WORK ORDER: Your answer must repeat the full listing, line for line.

Top of PROVIDED RECORDS

//! Schema — field declarations interpreted by a small conformance checker.
//!
//! A `Schema` maps field names to a declared type, a required flag, and an
//! optional default. `validate` applies two fixed policies:
//!
//! - **convert**: coercible values become the declared type (a numeric
//!   string becomes a number, a number stringifies for a string field).
//! - **strip-unknown**: fields the schema does not declare are silently
//!   removed, never an error.
//!
//! A value that cannot be coerced fails the whole validation with an error
//! naming the field and the expected type.
//!
//! ## Example
//!
//! ```ignore
//! let schema = Schema::new()
//!     .required("name", FieldType::String)
//!     .field("age", FieldType::Number);
//!
//! let record = schema.validate(&json!({ "name": "Al", "age": "30", "extra": true }))?;
//! assert_eq!(record, json!({ "name": "Al", "age": 30 }));
//! ```

use std::collections::BTreeMap;

use serde_json::{Map, Number, Value};

use super::error::ValidationError;

/// Declared type of a schema field.
#[derive(Debug, Clone, Copy, PartialEq, Eq)]
pub enum FieldType {
    String,
    Number,
    Integer,
    Boolean,
    Object,
    Array,
    /// Accepts any value unchanged.
    Any,
}

impl FieldType {
    fn name(self) -> &'static str {
        match self {
            FieldType::String => "string",
            FieldType::Number => "number",
            FieldType::Integer => "integer",
            FieldType::Boolean => "boolean",
            FieldType::Object => "object",
            FieldType::Array => "array",
            FieldType::Any => "any",
        }
    }
}

/// Declaration for a single schema field.
#[derive(Debug, Clone)]
pub struct FieldSpec {
    pub field_type: FieldType,
    pub required: bool,
    pub default: Option<Value>,
}

/// Structural description of the expected shape of a persisted record.
///
/// Built once, then consulted on every write-path operation.
#[derive(Debug, Clone, Default)]
pub struct Schema {
    fields: BTreeMap<String, FieldSpec>,
}

impl Schema {
    /// Create an empty schema.
    pub fn new() -> Self {
        Self::default()
    }

    /// Declare an optional field.
    ///
    /// Uses builder pattern — returns `self` for chaining.
    pub fn field(mut self, name: impl Into<String>, field_type: FieldType) -> Self {
        self.fields.insert(
            name.into(),
            FieldSpec {
                field_type,
                required: false,
                default: None,
            },
        );
        self
    }

    /// Declare a required field.
    pub fn required(mut self, name: impl Into<String>, field_type: FieldType) -> Self {
        self.fields.insert(
            name.into(),
            FieldSpec {
                field_type,
                required: true,
                default: None,
            },
        );
        self
    }

    /// Declare an optional field with a default applied when absent.
    pub fn with_default(
        mut self,
        name: impl Into<String>,
        field_type: FieldType,
        default: Value,
    ) -> Self {
        self.fields.insert(
            name.into(),
            FieldSpec {
                field_type,
                required: false,
                default: Some(default),
            },
        );
        self
    }

    /// Get a field declaration by name.
    pub fn get(&self, name: &str) -> Option<&FieldSpec> {
        self.fields.get(name)
    }

    /// Number of declared fields.
    pub fn len(&self) -> usize {
        self.fields.len()
    }

    /// Whether the schema declares no fields.
    pub fn is_empty(&self) -> bool {
        self.fields.is_empty()
    }

    /// Check a record against this schema.
    ///
    /// Returns the conformed record: declared fields coerced, undeclared
    /// fields stripped, defaults filled in. Field order of the input is
    /// preserved; defaulted fields are appended.
    pub fn validate(&self, value: &Value) -> Result<Value, ValidationError> {
        let record = value
            .as_object()
            .ok_or_else(|| ValidationError::NotAnObject(json_type(value)))?;

        let mut out = Map::new();
        for (name, field_value) in record {
            if let Some(spec) = self.fields.get(name) {
                out.insert(name.clone(), coerce(name, spec.field_type, field_value)?);
            }
        }

        for (name, spec) in &self.fields {
            if out.contains_key(name) {
                continue;
            }
            if let Some(default) = &spec.default {
                out.insert(name.clone(), default.clone());
            } else if spec.required {
                return Err(ValidationError::MissingField(name.clone()));
            }
        }

        Ok(Value::Object(out))
    }
}

/// Coerce a value to its declared type, or fail.
fn coerce(field: &str, expected: FieldType, value: &Value) -> Result<Value, ValidationError> {
    let coerced = match expected {
        FieldType::Any => Some(value.clone()),
        FieldType::String => match value {
            Value::String(_) => Some(value.clone()),
            Value::Number(n) => Some(Value::String(n.to_string())),
            Value::Bool(b) => Some(Value::String(b.to_string())),
            _ => None,
        },
        FieldType::Number => match value {
            Value::Number(_) => Some(value.clone()),
            Value::String(s) => parse_number(s),
            _ => None,
        },
        FieldType::Integer => match value {
            Value::Number(n) => coerce_integer(n),
            Value::String(s) => s.trim().parse::<i64>().ok().map(Value::from),
            _ => None,
        },
        FieldType::Boolean => match value {
            Value::Bool(_) => Some(value.clone()),
            Value::String(s) => match s.as_str() {
                "true" => Some(Value::Bool(true)),
                "false" => Some(Value::Bool(false)),
                _ => None,
            },
            _ => None,
        },
        FieldType::Object => value.is_object().then(|| value.clone()),
        FieldType::Array => value.is_array().then(|| value.clone()),
    };

    coerced.ok_or_else(|| ValidationError::InvalidType {
        field: field.to_string(),
        expected: expected.name(),
        found: json_type(value).to_string(),
    })
}

/// Parse a numeric string, preferring integer representation.
fn parse_number(s: &str) -> Option<Value> {
    let s = s.trim();
    if let Ok(i) = s.parse::<i64>() {
        return Some(Value::from(i));
    }
    if let Ok(u) = s.parse::<u64>() {
        return Some(Value::from(u));
    }
    match s.parse::<f64>() {
        Ok(f) if f.is_finite() => Number::from_f64(f).map(Value::Number),
        _ => None,
    }
}

/// Accept integral numbers; a float with no fractional part converts.
fn coerce_integer(n: &Number) -> Option<Value> {
    if n.is_i64() || n.is_u64() {
        return Some(Value::Number(n.clone()));
    }
    let f = n.as_f64()?;
    if f.is_finite() && f.fract() == 0.0 && f >= i64::MIN as f64 && f <= i64::MAX as f64 {
        return Some(Value::from(f as i64));
    }
    None
}

fn json_type(value: &Value) -> &'static str {
    match value {
        Value::Null => "null",
        Value::Bool(_) => "boolean",
        Value::Number(_) => "number",
        Value::String(_) => "string",
        Value::Array(_) => "array",
        Value::Object(_) => "object",
    }
}
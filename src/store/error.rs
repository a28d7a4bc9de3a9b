use std::fmt;

#[derive(Debug, Clone, PartialEq, Eq)]
pub enum StoreError {
    LockPoisoned(&'static str),
    NotFound(String),
    Backend(String),
}

impl fmt::Display for StoreError {
    fn fmt(&self, f: &mut fmt::Formatter<'_>) -> fmt::Result {
        match self {
            StoreError::LockPoisoned(operation) => {
                write!(f, "store lock poisoned during {}", operation)
            }
            StoreError::NotFound(what) => write!(f, "not found: {}", what),
            StoreError::Backend(message) => write!(f, "backend error: {}", message),
        }
    }
}

impl std::error::Error for StoreError {}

Bottom of PROVIDED RECORDS

RESPONSE TO THE TASK:
//! Schema — field declarations interpreted by a small conformance checker.
//!
//! A `Schema` maps field names to a declared type, a required flag, and an
//! optional default. `validate` applies two fixed policies:
//!
//! - **convert**: coercible values become the declared type (a numeric
//!   string becomes a number, a number stringifies for a string field).
//! - **strip-unknown**: fields the schema does not declare are silently
//!   removed, never an error.
//!
//! A value that cannot be coerced fails the whole validation with an error
//! naming the field and the expected type.
//!
//! ## Example
//!
//! ```ignore
//! let schema = Schema::new()
//!     .required("name", FieldType::String)
//!     .field("age", FieldType::Number);
//!
//! let record = schema.validate(&json!({ "name": "Al", "age": "30", "extra": true }))?;
//! assert_eq!(record, json!({ "name": "Al", "age": 30 }));
//! ```

use std::collections::BTreeMap;

use serde_json::{Map, Number, Value};

use super::error::ValidationError;

/// Declared type of a schema field.
#[derive(Debug, Clone, Copy, PartialEq, Eq)]
pub enum FieldType {
    String,
    Number,
    Integer,
    Boolean,
    Object,
    Array,
    /// Accepts any value unchanged.
    Any,
}

impl FieldType {
    fn name(self) -> &'static str {
        match self {
            FieldType::String => "string",
            FieldType::Number => "number",
            FieldType::Integer => "integer",
            FieldType::Boolean => "boolean",
            FieldType::Object => "object",
            FieldType::Array => "array",
            FieldType::Any => "any",
        }
    }
}

/// Declaration for a single schema field.
#[derive(Debug, Clone)]
pub struct FieldSpec {
    pub field_type: FieldType,
    pub required: bool,
    pub default: Option<Value>,
}

/// Structural description of the expected shape of a persisted record.
///
/// Built once, then consulted on every write-path operation.
#[derive(Debug, Clone, Default)]
pub struct Schema {
    fields: BTreeMap<String, FieldSpec>,
}

impl Schema {
    /// Create an empty schema.
    pub fn new() -> Self {
        Self::default()
    }

    /// Declare an optional field.
    ///
    /// Uses builder pattern — returns `self` for chaining.
    pub fn field(mut self, name: impl Into<String>, field_type: FieldType) -> Self {
        self.fields.insert(
            name.into(),
            FieldSpec {
                field_type,
                required: false,
                default: None,
            },
        );
        self
    }

    /// Declare a required field.
    pub fn required(mut self, name: impl Into<String>, field_type: FieldType) -> Self {
        self.fields.insert(
            name.into(),
            FieldSpec {
                field_type,
                required: true,
                default: None,
            },
        );
        self
    }

    /// Declare an optional field with a default applied when absent.
    pub fn with_default(
        mut self,
        name: impl Into<String>,
        field_type: FieldType,
        default: Value,
    ) -> Self {
        self.fields.insert(
            name.into(),
            FieldSpec {
                field_type,
                required: false,
                default: Some(default),
            },
        );
        self
    }

    /// Get a field declaration by name.
    pub fn get(&self, name: &str) -> Option<&FieldSpec> {
        self.fields.get(name)
    }

    /// Number of declared fields.
    pub fn len(&self) -> usize {
        self.fields.len()
    }

    /// Whether the schema declares no fields.
    pub fn is_empty(&self) -> bool {
        self.fields.is_empty()
    }

    /// Check a record against this schema.
    ///
    /// Returns the conformed record: declared fields coerced, undeclared
    /// fields stripped, defaults filled in. Field order of the input is
    /// preserved; defaulted fields are appended.
    pub fn validate(&self, value: &Value) -> Result<Value, ValidationError> {
        let record = value
            .as_object()
            .ok_or_else(|| ValidationError::NotAnObject(json_type(value)))?;

        let mut out = Map::new();
        for (name, field_value) in record {
            if let Some(spec) = self.fields.get(name) {
                out.insert(name.clone(), coerce(name, spec.field_type, field_value)?);
            }
        }

        for (name, spec) in &self.fields {
            if out.contains_key(name) {
                continue;
            }
            if let Some(default) = &spec.default {
                out.insert(name.clone(), default.clone());
            } else if spec.required {
                return Err(ValidationError::MissingField(name.clone()));
            }
        }

        Ok(Value::Object(out))
    }
}

/// Coerce a value to its declared type, or fail.
fn coerce(field: &str, expected: FieldType, value: &Value) -> Result<Value, ValidationError> {
    let coerced = match expected {
        FieldType::Any => Some(value.clone()),
        FieldType::String => match value {
            Value::String(_) => Some(value.clone()),
            Value::Number(n) => Some(Value::String(n.to_string())),
            Value::Bool(b) => Some(Value::String(b.to_string())),
            _ => None,
        },
        FieldType::Number => match value {
            Value::Number(_) => Some(value.clone()),
            Value::String(s) => parse_number(s),
            _ => None,
        },
        FieldType::Integer => match value {
            Value::Number(n) => coerce_integer(n),
            Value::String(s) => s.trim().parse::<i64>().ok().map(Value::from),
            _ => None,
        },
        FieldType::Boolean => match value {
            Value::Bool(_) => Some(value.clone()),
            Value::String(s) => match s.as_str() {
                "true" => Some(Value::Bool(true)),
                "false" => Some(Value::Bool(false)),
                _ => None,
            },
            _ => None,
        },
        FieldType::Object => value.is_object().then(|| value.clone()),
        FieldType::Array => value.is_array().then(|| value.clone()),
    };

    coerced.ok_or_else(|| ValidationError::InvalidType {
        field: field.to_string(),
        expected: expected.name(),
        found: json_type(value).to_string(),
    })
}

/// Parse a numeric string, preferring integer representation.
fn parse_number(s: &str) -> Option<Value> {
    let s = s.trim();
    if let Ok(i) = s.parse::<i64>() {
        return Some(Value::from(i));
    }
    if let Ok(u) = s.parse::<u64>() {
        return Some(Value::from(u));
    }
    match s.parse::<f64>() {
        Ok(f) if f.is_finite() => Number::from_f64(f).map(Value::Number),
        _ => None,
    }
}

/// Accept integral numbers; a float with no fractional part converts.
fn coerce_integer(n: &Number) -> Option<Value> {
    if n.is_i64() || n.is_u64() {
        return Some(Value::Number(n.clone()));
    }
    let f = n.as_f64()?;
    if f.is_finite() && f.fract() == 0.0 && f >= i64::MIN as f64 && f <= i64::MAX as f64 {
        return Some(Value::from(f as i64));
    }
    None
}

fn json_type(value: &Value) -> &'static str {
    match value {
        Value::Null => "null",
        Value::Bool(_) => "boolean",
        Value::Number(_) => "number",
        Value::String(_) => "string",
        Value::Array(_) => "array",
        Value::Object(_) => "object",
    }
}
filename src/store/error.rs
repository a28d7a4bc9de3a9b
use std::fmt;

#[derive(Debug, Clone, PartialEq, Eq)]
pub enum StoreError {
    LockPoisoned(&'static str),
    NotFound(String),
    Backend(String),
}

impl fmt::Display for StoreError {
    fn fmt(&self, f: &mut fmt::Formatter<'_>) -> fmt::Result {
        match self {
            StoreError::LockPoisoned(operation) => {
                write!(f, "store lock poisoned during {}", operation)
            }
            StoreError::NotFound(what) => write!(f, "not found: {}", what),
            StoreError::Backend(message) => write!(f, "backend error: {}", message),
        }
    }
}

impl std::error::Error for StoreError {}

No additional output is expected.